All tools developers, including Apple, face a fundamental dilemma. On the one hand, software developers know that there’s too much complexity and inefficiency in their current tools, and want something better. On the other hand, changing development tools and methodologies is a big expense and a big risk - especially for companies with large amounts of current code to maintain.

What’s worse is that there are new opportunities - mobile computing, PDAs, digital multimedia, etc. - that tempt developers to take a different risk to get in at the beginning of another huge industry. Normally, you’d think that people would minimize risk, and pick one or the other. But it’s possible that the winners in the next five years will be the ones who take both risks - who adopt new tools to create products in new categories.

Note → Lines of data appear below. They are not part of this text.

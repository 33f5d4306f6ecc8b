use crate::command::{CommandHolder, CommandType};
use crate::error::ExecError;
use nix::unistd::close;
use std::os::unix::io::RawFd;
use tracing::{debug, warn};

/// Descriptor table and stage bookkeeping for launching one job.
///
/// Pipe `i` occupies slots `2i` (read end) and `2i + 1` (write end) of the
/// flat descriptor table. Every descriptor is closed by `release`, or on drop
/// if the context is abandoned early.
#[derive(Debug)]
pub struct PipelineContext {
    pub stage_count: usize,
    pub pipe_count: usize,
    fds: Vec<RawFd>,
    stage: usize,
}

impl PipelineContext {
    /// Counts the stages before the first EOC and allocates the pipes joining them.
    pub fn plan(holders: &[CommandHolder]) -> Result<Self, ExecError> {
        let stage_count = count_stages(holders);
        let pipe_count = stage_count.saturating_sub(1);
        let mut ctx = PipelineContext {
            stage_count,
            pipe_count,
            fds: Vec::with_capacity(pipe_count * 2),
            stage: 0,
        };
        for _ in 0..pipe_count {
            // On error `ctx` drops here and closes the pipes already made.
            let (read, write) = open_pipe()?;
            ctx.fds.push(read);
            ctx.fds.push(write);
        }
        debug!(stage_count, pipe_count, "planned pipeline");
        Ok(ctx)
    }

    /// Index of the stage currently being launched.
    pub fn stage(&self) -> usize {
        self.stage
    }

    pub fn advance(&mut self) {
        self.stage += 1;
    }

    pub fn read_end(&self, pipe: usize) -> Option<RawFd> {
        self.fds.get(pipe * 2).copied()
    }

    pub fn write_end(&self, pipe: usize) -> Option<RawFd> {
        self.fds.get(pipe * 2 + 1).copied()
    }

    /// All descriptors still open in the controlling process.
    pub fn descriptors(&self) -> &[RawFd] {
        &self.fds
    }

    /// Closes every pipe descriptor held by the shell and frees the table.
    pub fn release(&mut self) {
        for fd in self.fds.drain(..) {
            if let Err(e) = close(fd) {
                warn!(fd, error = %e, "failed to close pipe descriptor");
            }
        }
        self.fds.shrink_to_fit();
    }
}

impl Drop for PipelineContext {
    fn drop(&mut self) {
        self.release();
    }
}

/// Number of stages before the EOC sentinel (or the end of the slice).
pub fn count_stages(holders: &[CommandHolder]) -> usize {
    holders
        .iter()
        .take_while(|holder| holder.command_type() != CommandType::Eoc)
        .count()
}

#[cfg(any(
    target_os = "android",
    target_os = "dragonfly",
    target_os = "freebsd",
    target_os = "linux",
    target_os = "netbsd",
    target_os = "openbsd"
))]
fn open_pipe() -> Result<(RawFd, RawFd), ExecError> {
    use nix::fcntl::OFlag;
    // Close-on-exec: only the ends a stage dup2s onto its stdio survive exec.
    nix::unistd::pipe2(OFlag::O_CLOEXEC).map_err(ExecError::Pipe)
}

#[cfg(not(any(
    target_os = "android",
    target_os = "dragonfly",
    target_os = "freebsd",
    target_os = "linux",
    target_os = "netbsd",
    target_os = "openbsd"
)))]
fn open_pipe() -> Result<(RawFd, RawFd), ExecError> {
    nix::unistd::pipe().map_err(ExecError::Pipe)
}

#[cfg(test)]
mod tests {
    use super::*;
    use crate::command::Command;
    use nix::errno::Errno;
    use nix::fcntl::{fcntl, FcntlArg};

    fn stages(n: usize) -> Vec<CommandHolder> {
        let mut holders: Vec<CommandHolder> = (0..n)
            .map(|_| CommandHolder::new(Command::Pwd))
            .collect();
        holders.push(CommandHolder::eoc());
        holders
    }

    fn is_open(fd: RawFd) -> bool {
        fcntl(fd, FcntlArg::F_GETFD) != Err(Errno::EBADF)
    }

    #[test]
    fn single_stage_allocates_no_pipes() {
        let ctx = PipelineContext::plan(&stages(1)).unwrap();
        assert_eq!(ctx.stage_count, 1);
        assert_eq!(ctx.pipe_count, 0);
        assert!(ctx.descriptors().is_empty());
        assert_eq!(ctx.read_end(0), None);
        assert_eq!(ctx.write_end(0), None);
    }

    #[test]
    fn empty_sequence_has_no_stages() {
        let ctx = PipelineContext::plan(&[CommandHolder::eoc()]).unwrap();
        assert_eq!(ctx.stage_count, 0);
        assert_eq!(ctx.pipe_count, 0);
    }

    #[test]
    fn stages_after_eoc_are_ignored() {
        let mut holders = stages(2);
        holders.push(CommandHolder::new(Command::Jobs));
        assert_eq!(count_stages(&holders), 2);
    }

    #[test]
    fn pipes_are_laid_out_in_pairs() {
        let mut ctx = PipelineContext::plan(&stages(3)).unwrap();
        assert_eq!(ctx.pipe_count, 2);
        assert_eq!(ctx.descriptors().len(), 4);
        assert_eq!(ctx.read_end(1), Some(ctx.descriptors()[2]));
        assert_eq!(ctx.write_end(1), Some(ctx.descriptors()[3]));
        assert_eq!(ctx.read_end(2), None);

        assert!(ctx.descriptors().iter().all(|&fd| is_open(fd)));
        ctx.release();
        assert!(ctx.descriptors().is_empty());
        // A second release is a no-op.
        ctx.release();
    }

    #[test]
    fn stage_index_advances() {
        let mut ctx = PipelineContext::plan(&stages(2)).unwrap();
        assert_eq!(ctx.stage(), 0);
        ctx.advance();
        assert_eq!(ctx.stage(), 1);
    }
}
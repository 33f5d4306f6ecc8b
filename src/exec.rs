use crate::builtins::{prepare_child, run_child, run_parent};
use crate::command::{CommandHolder, CommandType};
use crate::error::ExecError;
use crate::jobs::{print_job_bg_start, wait_fg, JobList};
use crate::pipeline::PipelineContext;
use crate::spawn::{spawn, Wiring};
use crate::utils::report;
use nix::unistd::Pid;
use std::collections::VecDeque;
use std::io::{self, Write};
use tracing::debug;

/// What the main loop should do after a line has run.
#[derive(Debug, Clone, Copy, PartialEq, Eq)]
pub enum Flow {
    Continue,
    /// The line was a lone `exit`.
    Exit,
}

/// Runs parsed command lines and owns the background job list.
///
/// Job start and completion notices go to `out`.
pub struct Executor<W: Write> {
    jobs: JobList,
    out: W,
}

impl Executor<io::Stdout> {
    pub fn stdout() -> Self {
        Executor::new(io::stdout())
    }
}

impl<W: Write> Executor<W> {
    pub fn new(out: W) -> Self {
        Executor {
            jobs: JobList::new(),
            out,
        }
    }

    pub fn jobs(&self) -> &JobList {
        &self.jobs
    }

    #[cfg(test)]
    pub fn output(&self) -> &W {
        &self.out
    }

    /// Retires finished background jobs. Safe to call at any time; never blocks.
    pub fn check_jobs(&mut self) {
        if let Err(e) = self.jobs.check_jobs(&mut self.out) {
            report(&e);
        }
    }

    /// Executes one EOC-terminated command line.
    ///
    /// Foreground jobs have fully exited when this returns; background jobs are
    /// registered under a new job id and announced on `out`.
    pub fn run_script(&mut self, holders: &[CommandHolder], cmdline: &str) -> Flow {
        self.check_jobs();

        if is_exit_request(holders) {
            return Flow::Exit;
        }

        let mut ctx = match PipelineContext::plan(holders) {
            Ok(ctx) => ctx,
            Err(e) => {
                report(&e);
                return Flow::Continue;
            }
        };

        // Anything still buffered would otherwise be duplicated into every child.
        let _ = self.out.flush();
        let _ = io::stdout().flush();

        let mut processes = VecDeque::with_capacity(ctx.stage_count);
        for holder in &holders[..ctx.stage_count] {
            if let Err(e) = self.create_process(holder, &ctx, &mut processes) {
                report(&e);
            }
            ctx.advance();
        }
        ctx.release();

        let background = holders[..ctx.stage_count]
            .iter()
            .any(CommandHolder::is_background);
        if background {
            if let Some(job) = self.jobs.add_job(processes, cmdline.to_string()) {
                if let Err(e) = print_job_bg_start(&mut self.out, job.jid, job.pid, &job.cmdline) {
                    report(&e);
                }
            }
        } else {
            wait_fg(&mut processes);
        }
        Flow::Continue
    }

    /// Creates the process for the current stage, records its pid, then runs
    /// the shell-side half of the command.
    fn create_process(
        &self,
        holder: &CommandHolder,
        ctx: &PipelineContext,
        processes: &mut VecDeque<Pid>,
    ) -> Result<(), ExecError> {
        let wiring = Wiring::for_stage(holder, ctx)?;
        let task = prepare_child(&holder.cmd, &self.jobs);
        let pid = spawn(&wiring, ctx.stage(), || run_child(&task))?;
        debug!(stage = ctx.stage(), %pid, kind = ?holder.command_type(), "launched stage");
        processes.push_back(pid);
        run_parent(&holder.cmd, &self.jobs)
    }
}

/// A line consisting of only `exit` asks the shell to stop.
fn is_exit_request(holders: &[CommandHolder]) -> bool {
    matches!(
        holders,
        [first, second, ..]
            if first.command_type() == CommandType::Exit
                && second.command_type() == CommandType::Eoc
    )
}
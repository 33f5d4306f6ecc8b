use nix::libc::{STDERR_FILENO, STDOUT_FILENO};
use nix::unistd::write;
use std::io;
use std::os::unix::io::RawFd;
use std::process;

pub fn print_usage() {
    println!("Usage: quash [-hvp]");
    println!("   -h   Print this help message");
    println!("   -v   Enable verbose mode (debug logging)");
    println!("   -p   Do not print a command prompt");
    process::exit(1);
}

/// Unbuffered writer over a raw descriptor.
///
/// Stage processes write through this instead of `std::io::stdout()`: it takes
/// no locks, so it is safe after `fork`, and it always targets whatever is on
/// the descriptor after pipe and redirect wiring.
#[derive(Debug, Clone, Copy)]
pub struct FdWriter(RawFd);

impl FdWriter {
    pub fn stdout() -> Self {
        FdWriter(STDOUT_FILENO)
    }

    pub fn stderr() -> Self {
        FdWriter(STDERR_FILENO)
    }
}

impl io::Write for FdWriter {
    fn write(&mut self, buf: &[u8]) -> io::Result<usize> {
        loop {
            match write(self.0, buf) {
                Err(nix::errno::Errno::EINTR) => continue,
                result => return result.map_err(io::Error::from),
            }
        }
    }

    fn flush(&mut self) -> io::Result<()> {
        Ok(())
    }
}

/// Reports a failure on stderr the way every part of the shell does.
pub fn report(err: &dyn std::fmt::Display) {
    use std::io::Write;
    let _ = writeln!(FdWriter::stderr(), "quash: {}", err);
}
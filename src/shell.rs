use crate::exec::{Executor, Flow};
use crate::parser::{parse_command_line, ParseError};
use crate::utils::report;
use rustyline::error::ReadlineError;
use rustyline::DefaultEditor;
use std::io::{self, BufRead, Write};
use std::path::PathBuf;
use tracing::{debug, warn};

/// Global prompt string.
pub static PROMPT: &str = "quash> ";

const HISTORY_FILE: &str = ".quash_history";

/// Where command lines come from.
enum LineSource {
    /// Interactive editing with history.
    Editor(DefaultEditor),
    /// Plain stdin, no prompt; used when driving the shell from scripts.
    Stdin(io::StdinLock<'static>),
}

impl LineSource {
    fn open(emit_prompt: bool) -> Self {
        if emit_prompt {
            match DefaultEditor::new() {
                Ok(mut editor) => {
                    if let Some(path) = history_path() {
                        let _ = editor.load_history(&path);
                    }
                    return LineSource::Editor(editor);
                }
                Err(e) => warn!(error = %e, "line editor unavailable, reading stdin"),
            }
        }
        LineSource::Stdin(io::stdin().lock())
    }

    /// Returns the next line, or `None` at end of input.
    fn read_line(&mut self) -> Option<String> {
        match self {
            LineSource::Editor(editor) => loop {
                match editor.readline(PROMPT) {
                    Ok(line) => {
                        if !line.trim().is_empty() {
                            let _ = editor.add_history_entry(line.as_str());
                        }
                        return Some(line);
                    }
                    // Ctrl-C discards the current line.
                    Err(ReadlineError::Interrupted) => continue,
                    Err(ReadlineError::Eof) => return None,
                    Err(e) => {
                        eprintln!("Error reading input: {}", e);
                        return None;
                    }
                }
            },
            LineSource::Stdin(stdin) => {
                let mut line = String::new();
                match stdin.read_line(&mut line) {
                    Ok(0) => None, // End-of-file (Ctrl-D)
                    Ok(_) => Some(line),
                    Err(e) => {
                        eprintln!("Error reading input: {}", e);
                        None
                    }
                }
            }
        }
    }

    fn save_history(&mut self) {
        if let (LineSource::Editor(editor), Some(path)) = (self, history_path()) {
            if let Err(e) = editor.save_history(&path) {
                debug!(error = %e, "could not save history");
            }
        }
    }
}

fn history_path() -> Option<PathBuf> {
    dirs_next::home_dir().map(|home| home.join(HISTORY_FILE))
}

/// Runs the main shell loop: reads a line (with a prompt when `emit_prompt`
/// is set), parses it and runs it, until end of input or `exit`.
pub fn run_shell(emit_prompt: bool) {
    let mut executor = Executor::stdout();
    let mut source = LineSource::open(emit_prompt);

    while let Some(cmdline) = source.read_line() {
        let cmdline = cmdline.trim();
        debug!(cmdline, "received command");
        match parse_command_line(cmdline) {
            Ok(holders) => {
                if executor.run_script(&holders, cmdline) == Flow::Exit {
                    break;
                }
            }
            Err(ParseError::Empty) => executor.check_jobs(),
            Err(e) => {
                report(&e);
                executor.check_jobs();
            }
        }
    }

    if !executor.jobs().is_empty() {
        debug!(
            remaining = executor.jobs().len(),
            "leaving background jobs running"
        );
    }
    source.save_history();
    let _ = io::stdout().flush();
}
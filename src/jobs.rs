use crate::error::ExecError;
use nix::errno::Errno;
use nix::sys::signal::{kill, Signal};
use nix::sys::wait::{waitpid, WaitPidFlag, WaitStatus};
use nix::unistd::Pid;
use std::collections::VecDeque;
use std::io::{self, Write};
use tracing::{debug, warn};

/// Represents the state of a job.
#[derive(Debug, Clone, Copy, PartialEq, Eq)]
pub enum JobState {
    /// At least one process is still live.
    Running,
    /// Every process has terminated; the job is about to be dropped.
    Complete,
}

/// The processes spawned from one command line.
#[derive(Debug)]
pub struct Job {
    pub jid: usize,
    /// First process of the job, used in notifications.
    pub pid: Pid,
    pub processes: VecDeque<Pid>,
    pub cmdline: String,
}

impl Job {
    pub fn state(&self) -> JobState {
        if self.processes.is_empty() {
            JobState::Complete
        } else {
            JobState::Running
        }
    }

    /// Drops every process that has terminated, without blocking.
    fn reap(&mut self) {
        let jid = self.jid;
        self.processes
            .retain(|&pid| match waitpid(pid, Some(WaitPidFlag::WNOHANG)) {
                Ok(WaitStatus::Exited(_, 0)) => false,
                Ok(WaitStatus::Exited(_, code)) => {
                    debug!(jid, %pid, code, "background process exited with failure");
                    false
                }
                Ok(WaitStatus::Signaled(_, signal, _)) => {
                    debug!(jid, %pid, ?signal, "background process killed by signal");
                    false
                }
                Ok(_) | Err(Errno::EINTR) => true,
                // Already reaped elsewhere: nothing left to track.
                Err(Errno::ECHILD) => false,
                Err(e) => {
                    warn!(jid, %pid, error = %e, "cannot poll background process");
                    false
                }
            });
    }
}

/// The live background jobs, oldest first.
#[derive(Debug)]
pub struct JobList {
    jobs: VecDeque<Job>,
    next_jid: usize,
}

impl Default for JobList {
    fn default() -> Self {
        JobList::new()
    }
}

impl JobList {
    /// Creates a new, empty job list.
    pub fn new() -> Self {
        JobList {
            jobs: VecDeque::new(),
            next_jid: 1,
        }
    }

    /// Registers the processes of a background job under a fresh job id.
    ///
    /// Ids are never reused within a session. Returns `None` without
    /// allocating an id when there is no process to track.
    pub fn add_job(&mut self, processes: VecDeque<Pid>, cmdline: String) -> Option<&Job> {
        let pid = *processes.front()?;
        let jid = self.next_jid;
        self.next_jid += 1;
        self.jobs.push_back(Job {
            jid,
            pid,
            processes,
            cmdline,
        });
        debug!(jid, %pid, "registered background job");
        self.jobs.back()
    }

    /// Returns a reference to the job with the given job ID.
    pub fn get_job_by_jid(&self, jid: usize) -> Option<&Job> {
        self.jobs.iter().find(|job| job.jid == jid)
    }

    pub fn iter(&self) -> impl Iterator<Item = &Job> {
        self.jobs.iter()
    }

    pub fn len(&self) -> usize {
        self.jobs.len()
    }

    pub fn is_empty(&self) -> bool {
        self.jobs.is_empty()
    }

    /// Polls every background process and retires jobs that have finished,
    /// writing a completion line for each. Never blocks.
    pub fn check_jobs(&mut self, out: &mut impl Write) -> io::Result<()> {
        if self.is_empty() {
            return Ok(());
        }
        let mut finished = Vec::new();
        let mut live = VecDeque::with_capacity(self.jobs.len());
        for mut job in self.jobs.drain(..) {
            job.reap();
            match job.state() {
                JobState::Running => live.push_back(job),
                JobState::Complete => finished.push(job),
            }
        }
        self.jobs = live;

        for job in finished {
            debug!(jid = job.jid, "background job complete");
            print_job_bg_complete(out, job.jid, job.pid, &job.cmdline)?;
        }
        Ok(())
    }

    /// Sends `signal` to every process of job `jid`.
    pub fn kill_job(&self, jid: usize, signal: Signal) -> Result<(), ExecError> {
        let job = self.get_job_by_jid(jid).ok_or(ExecError::UnknownJob(jid))?;
        for &pid in &job.processes {
            match kill(pid, signal) {
                // Exited but not yet polled.
                Ok(()) | Err(Errno::ESRCH) => {}
                Err(source) => return Err(ExecError::Kill { pid, source }),
            }
        }
        debug!(jid, ?signal, "signalled job");
        Ok(())
    }

    /// Prints the list of jobs.
    pub fn list_jobs(&self, out: &mut impl Write) -> io::Result<()> {
        for job in self.iter() {
            print_job(out, job.jid, job.pid, &job.cmdline)?;
        }
        Ok(())
    }
}

/// Blocks until every process of a foreground job has exited, draining the
/// collection as it goes.
pub fn wait_fg(processes: &mut VecDeque<Pid>) {
    while let Some(pid) = processes.pop_back() {
        loop {
            match waitpid(pid, None) {
                Err(Errno::EINTR) => continue,
                Ok(status) => {
                    debug!(%pid, ?status, "foreground process finished");
                    break;
                }
                Err(e) => {
                    debug!(%pid, error = %e, "cannot wait for foreground process");
                    break;
                }
            }
        }
    }
}

/// Prints the job id, the representative process id and the command line.
pub fn print_job(out: &mut impl Write, jid: usize, pid: Pid, cmdline: &str) -> io::Result<()> {
    writeln!(out, "[{}]\t{}\t{}", jid, pid, cmdline)?;
    out.flush()
}

pub fn print_job_bg_start(
    out: &mut impl Write,
    jid: usize,
    pid: Pid,
    cmdline: &str,
) -> io::Result<()> {
    print_job(out, jid, pid, cmdline)
}

pub fn print_job_bg_complete(
    out: &mut impl Write,
    jid: usize,
    pid: Pid,
    cmdline: &str,
) -> io::Result<()> {
    write!(out, "Completed:\t")?;
    print_job(out, jid, pid, cmdline)
}
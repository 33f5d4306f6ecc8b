use signal_hook::{consts::signal::*, iterator::Signals};
use std::io;
use std::thread;
use tracing::debug;

/// Installs signal handlers for the shell:
/// - SIGQUIT: prints a termination message and exits.
/// - SIGINT: (Ctrl-C) absorbed so the shell survives. Foreground stages share
///   the shell's process group, so the terminal still interrupts them, and
///   `exec` restores the default action in every external program.
pub fn install_signal_handlers() -> io::Result<()> {
    let mut signals = Signals::new([SIGQUIT, SIGINT])?;
    thread::spawn(move || {
        for signal in signals.forever() {
            match signal {
                SIGQUIT => {
                    println!("Terminating after receipt of SIGQUIT signal");
                    std::process::exit(0);
                }
                SIGINT => debug!("shell ignored SIGINT"),
                _ => unreachable!(),
            }
        }
    });
    Ok(())
}
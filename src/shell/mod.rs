//! Access to the tree the phone is exposed through.
//!
//! On Windows a phone only shows up inside the shell namespace ("This PC\Apple
//! iPhone\Internal Storage"), which is not reachable with ordinary file APIs.
//! [`Namespace`] captures the few operations the importer needs from it so the
//! same import logic can run against the shell or against a plain directory.

pub mod local;
mod walk;
#[cfg(windows)]
pub mod com;

#[cfg(test)]
pub(crate) mod memory;

use std::path::Path;

use crate::errors::NamespaceError;
use crate::files::paths::segments;

pub use walk::collect_files;

/// A child of a folder, as returned by [`Namespace::children`].
pub enum Entry<F, I> {
    Folder { name: String, folder: F },
    File(I),
}

/// One queued copy: `item` lands in `destination` under `name`.
pub struct CopyRequest<'a, N: Namespace + ?Sized> {
    pub item: &'a N::Item,
    pub destination: &'a N::Destination,
    pub name: &'a str,
}

pub trait Namespace {
    type Folder;
    type Item;
    type Destination;

    /// The folder every display path is resolved from.
    fn root(&self) -> Result<Self::Folder, NamespaceError>;

    /// Children of `folder`, sorted by display name.
    fn children(
        &self,
        folder: &Self::Folder,
    ) -> Result<Vec<Entry<Self::Folder, Self::Item>>, NamespaceError>;

    /// Absolute display path of a folder.
    fn folder_path(&self, folder: &Self::Folder) -> Result<String, NamespaceError>;

    /// Absolute display path of a file.
    fn item_path(&self, item: &Self::Item) -> Result<String, NamespaceError>;

    fn resolve_destination(&self, dir: &Path) -> Result<Self::Destination, NamespaceError>;

    /// Performs every request as a single operation.
    fn copy_batch(&self, requests: &[CopyRequest<'_, Self>]) -> Result<(), NamespaceError>;

    fn copy(&self, request: CopyRequest<'_, Self>) -> Result<(), NamespaceError> {
        self.copy_batch(std::slice::from_ref(&request))
    }

    /// The child folder of `folder` whose display name is `name`, if any.
    fn child_folder(
        &self,
        folder: &Self::Folder,
        name: &str,
    ) -> Result<Option<Self::Folder>, NamespaceError> {
        Ok(self
            .children(folder)?
            .into_iter()
            .find_map(|entry| match entry {
                Entry::Folder { name: found, folder } if found == name => Some(folder),
                _ => None,
            }))
    }

    /// Walks `path` from [`Namespace::root`] one display name at a time.
    fn resolve_folder(&self, path: &str) -> Result<Self::Folder, NamespaceError> {
        let mut current = self.root()?;
        for segment in segments(path) {
            current = self
                .child_folder(&current, segment)?
                .ok_or_else(|| NamespaceError::FolderNotFound {
                    path: path.to_owned(),
                    segment: segment.to_owned(),
                })?;
        }
        Ok(current)
    }
}
use chrono::{DateTime, Local};
use std::collections::{BTreeSet, HashSet};
use std::fs::{self, File};
use std::io::{BufRead, BufReader, BufWriter, ErrorKind, Write};
use std::path::{Path, PathBuf};
use tracing::{debug, info};

use crate::errors::RecordError;

const RECORD_EXTENSION: &str = "txt";

fn io_error(path: &Path) -> impl FnOnce(std::io::Error) -> RecordError + '_ {
    move |source| RecordError::Io {
        path: path.to_path_buf(),
        source,
    }
}

/// `attempt` 0 is the plain timestamp name; later attempts get a counter so a
/// run starting in the same second never replaces an existing record.
pub fn record_file_name(run_time: &DateTime<Local>, attempt: usize) -> String {
    let stamp = run_time.format("%Y-%m-%d_%H%M%S");
    match attempt {
        0 => format!("record_{}.{}", stamp, RECORD_EXTENSION),
        n => format!("record_{}_{}.{}", stamp, n, RECORD_EXTENSION),
    }
}

/// Relative paths imported by earlier runs, unioned over every record file.
#[derive(Debug, Default)]
pub struct ImportRecord {
    imported: HashSet<String>,
}

impl ImportRecord {
    pub fn load(folder: &Path) -> Result<Self, RecordError> {
        let mut record = Self::default();

        if !folder.exists() {
            fs::create_dir_all(folder).map_err(io_error(folder))?;
            info!("Created directory: {}", folder.display());
        }
        if !folder.is_dir() {
            return Err(RecordError::NotAFolder(folder.to_path_buf()));
        }

        let mut record_files: Vec<PathBuf> = fs::read_dir(folder)
            .map_err(io_error(folder))?
            .filter_map(|entry| entry.ok())
            .map(|entry| entry.path())
            .filter(|path| path.is_file() && is_record_file(path))
            .collect();
        record_files.sort();

        for path in record_files {
            debug!("Loading imported files list from '{}'", path.display());
            record.extend_from_file(&path)?;
        }

        if record.is_empty() {
            info!("No imported files recorded in {}", folder.display());
        } else {
            info!("Loaded {} imported files", record.len());
        }
        Ok(record)
    }

    fn extend_from_file(&mut self, path: &Path) -> Result<(), RecordError> {
        let reader = BufReader::new(File::open(path).map_err(io_error(path))?);
        for line in reader.lines() {
            let line = line.map_err(io_error(path))?;
            let entry = line.trim();
            if !entry.is_empty() {
                self.imported.insert(entry.to_owned());
            }
        }
        Ok(())
    }

    pub fn contains(&self, relative: &str) -> bool {
        self.imported.contains(relative)
    }

    pub fn len(&self) -> usize {
        self.imported.len()
    }

    pub fn is_empty(&self) -> bool {
        self.imported.is_empty()
    }
}

impl<S: Into<String>> FromIterator<S> for ImportRecord {
    fn from_iter<I: IntoIterator<Item = S>>(iter: I) -> Self {
        Self {
            imported: iter.into_iter().map(Into::into).collect(),
        }
    }
}

fn is_record_file(path: &Path) -> bool {
    path.extension()
        .map(|ext| ext == RECORD_EXTENSION)
        .unwrap_or(false)
}

/// Appends copied paths to this run's record file, flushing after every line.
pub struct RecordWriter {
    path: PathBuf,
    writer: BufWriter<File>,
    count: usize,
}

impl RecordWriter {
    pub fn create(folder: &Path, run_time: &DateTime<Local>) -> Result<Self, RecordError> {
        let mut attempt = 0;
        loop {
            let path = folder.join(record_file_name(run_time, attempt));
            match File::options().write(true).create_new(true).open(&path) {
                Ok(file) => {
                    debug!("Opened record file '{}'", path.display());
                    return Ok(Self {
                        path,
                        writer: BufWriter::new(file),
                        count: 0,
                    });
                }
                Err(e) if e.kind() == ErrorKind::AlreadyExists => attempt += 1,
                Err(e) => return Err(io_error(&path)(e)),
            }
        }
    }

    pub fn append(&mut self, relative: &str) -> Result<(), RecordError> {
        writeln!(self.writer, "{}", relative)
            .and_then(|_| self.writer.flush())
            .map_err(io_error(&self.path))?;
        self.count += 1;
        Ok(())
    }

    pub fn finish(mut self) -> Result<(PathBuf, usize), RecordError> {
        self.writer.flush().map_err(io_error(&self.path))?;
        info!("Record file written: {}", self.path.display());
        Ok((self.path, self.count))
    }
}

/// Writes a whole record file at once; it only appears under its final name
/// once fully written.
pub fn write_record<'a, I>(
    folder: &Path,
    run_time: &DateTime<Local>,
    paths: I,
) -> Result<PathBuf, RecordError>
where
    I: IntoIterator<Item = &'a str>,
{
    let sorted: BTreeSet<&str> = paths.into_iter().collect();
    let mut tmp = tempfile::NamedTempFile::new_in(folder).map_err(io_error(folder))?;
    let tmp_path = tmp.path().to_path_buf();
    {
        let mut writer = BufWriter::new(tmp.as_file_mut());
        for relative in sorted {
            writeln!(writer, "{}", relative).map_err(io_error(&tmp_path))?;
        }
        writer.flush().map_err(io_error(&tmp_path))?;
    }

    let mut attempt = 0;
    loop {
        let path = folder.join(record_file_name(run_time, attempt));
        match tmp.persist_noclobber(&path) {
            Ok(_) => {
                info!("Record file written: {}", path.display());
                return Ok(path);
            }
            Err(e) if e.error.kind() == ErrorKind::AlreadyExists => {
                tmp = e.file;
                attempt += 1;
            }
            Err(e) => {
                return Err(RecordError::Io {
                    path,
                    source: e.error,
                })
            }
        }
    }
}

In talking to developers I notice that the ones that are most aggressive about adopting object technologies also seem to be the ones that are the most visionary about the new development opportunities. At first I thought that this was simply the early-adopter phenomenon; that they’re just being aggressive across the board. But the more time I spent with them, the more I understood that these organizations were adopting object technology almost defensively, as an explicit strategy to be able to take advantage of the new opportunities. And it makes sense. A developer with a three- or four-year-old application that’s competing version by version in the marketplace isn’t about to spend a year retooling the application using object technologies, losing a year of the feature and performance improvements that the installed base wants (and the competition is providing). Sometimes the only groups who can afford to spend the time to do it right are the ones who don’t have competition, who don’t have an installed base, but who intend to break in to a brand-new business.

The lesson for toolmakers, then, is that there may not be much value in helping people write traditional applications better and faster. Though the authors of those traditional applications certainly could use the improvement in efficiency, the competitive environment doesn’t allow them to take the time to retool. These developers will only adopt new tools that let them take their current code base with them. New tools that require a developer to start from scratch shouldn’t focus on creating the traditional, single-platform, monolithic application; those toolmakers should look to the developing industries of component applications, content authoring, PDAs, and cross-platform or client/server solutions to find an audience for the new tools.